April 2019

Experiences of women who travel for abortion: A mixed methods systematic review

Barr-Walker J, Jayaweera R, Ramirez A, Gerdts C. Experiences of women who travel for abortion: A mixed methods systematic review. Plos One. 2019.

Objective: To systematically review the literature on women’s experiences traveling for abortion and assess how this concept has been explored and operationalized, with a focus on travel distance, cost, delays, and other barriers to receiving services.

Background: Increasing limitations on abortion providers and access to care have increased the necessity of travel for abortion services around the world. No systematic examination of women’s experiences traveling for abortion has been conducted; this mixed-methods review provides a summary of the qualitative and quantitative literature on this topic.

Methods: A systematic search was conducted using PubMed, Embase, Web of Science, Popline, and Google Scholar in July 2016 and updated in March 2017 (PROSPERO registration # CRD42016046007). We included original research studies that described women’s experiences traveling for abortion. Two reviewers independently performed article screening, data extraction and determination of final inclusion for analysis. Critical appraisal was conducted using CASP, STROBE, and MMAT checklists.

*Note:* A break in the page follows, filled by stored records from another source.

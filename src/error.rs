use thiserror::Error;

/// Configuration failures. Invalid runtime input (bad moves, stray answers)
/// never surfaces here; those resolve to `false` on the session.
#[derive(Debug, Error, PartialEq, Eq)]
pub enum Error {
    #[error("game cannot start: player name is invalid or the level has no questions")]
    CannotStart,

    #[error("session has already ended")]
    SessionEnded,

    #[error("not enough free cells to place {requested} questions and 1 goal (only {available} free)")]
    NotEnoughFreeCells { requested: usize, available: usize },

    #[error("maze of size {size} has no room for a goal (size must be at least 3)")]
    MazeTooSmall { size: usize },

    #[error("invalid level: {0}")]
    InvalidLevel(String),

    #[error("unknown level '{0}'")]
    UnknownTier(String),
}

pub type Result<T> = std::result::Result<T, Error>;
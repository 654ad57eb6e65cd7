use std::env;

use crate::player::STARTING_LIVES;

/// Runtime knobs read from the environment. Unparseable or out-of-range
/// values fall back to the defaults.
#[derive(Debug, Clone, PartialEq, Eq)]
pub struct Settings {
    /// Fixed RNG seed for reproducible levels.
    pub seed: Option<u64>,
    pub lives: u32,
}

impl Default for Settings {
    fn default() -> Self {
        Self {
            seed: None,
            lives: STARTING_LIVES,
        }
    }
}

impl Settings {
    pub fn from_env() -> Self {
        Self::from_lookup(|key| env::var(key).ok())
    }

    fn from_lookup(lookup: impl Fn(&str) -> Option<String>) -> Self {
        let seed = lookup("WORLDVENTURE_SEED").and_then(|v| v.trim().parse::<u64>().ok());
        let lives = lookup("WORLDVENTURE_LIVES")
            .and_then(|v| v.trim().parse::<u32>().ok())
            .filter(|v| *v > 0)
            .unwrap_or(STARTING_LIVES);
        Self { seed, lives }
    }
}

Results: We included 59 publications: 46 quantitative studies, 12 qualitative studies, and 1 mixed-methods study. Most studies were published in the last five years, relied on data from the US, and discussed travel as a secondary outcome of interest. In quantitative studies, travel was primarily conceptualized and measured as road or straight-line distance to abortion provider, though some studies also incorporated measures of burdens related to travel, such as financial cost, childcare needs, and unwanted disclosure of their abortion status to others. Qualitative studies explored regional disparities in access to abortion care, with a focus on the burdens related to travel, the impact of travel on abortion method choice, and women’s reasons for travel. Studies generally were of high quality, though many studies lacked information on participant recruitment or consideration of potential biases.

Conclusions: Standardized measurements of travel, including burdens associated with travel and more nuanced considerations of travel costs, should be implemented in order to facilitate comparison across studies. More research is needed to explore and accurately capture different dimensions of the burden of travel for abortion services on women’s lives.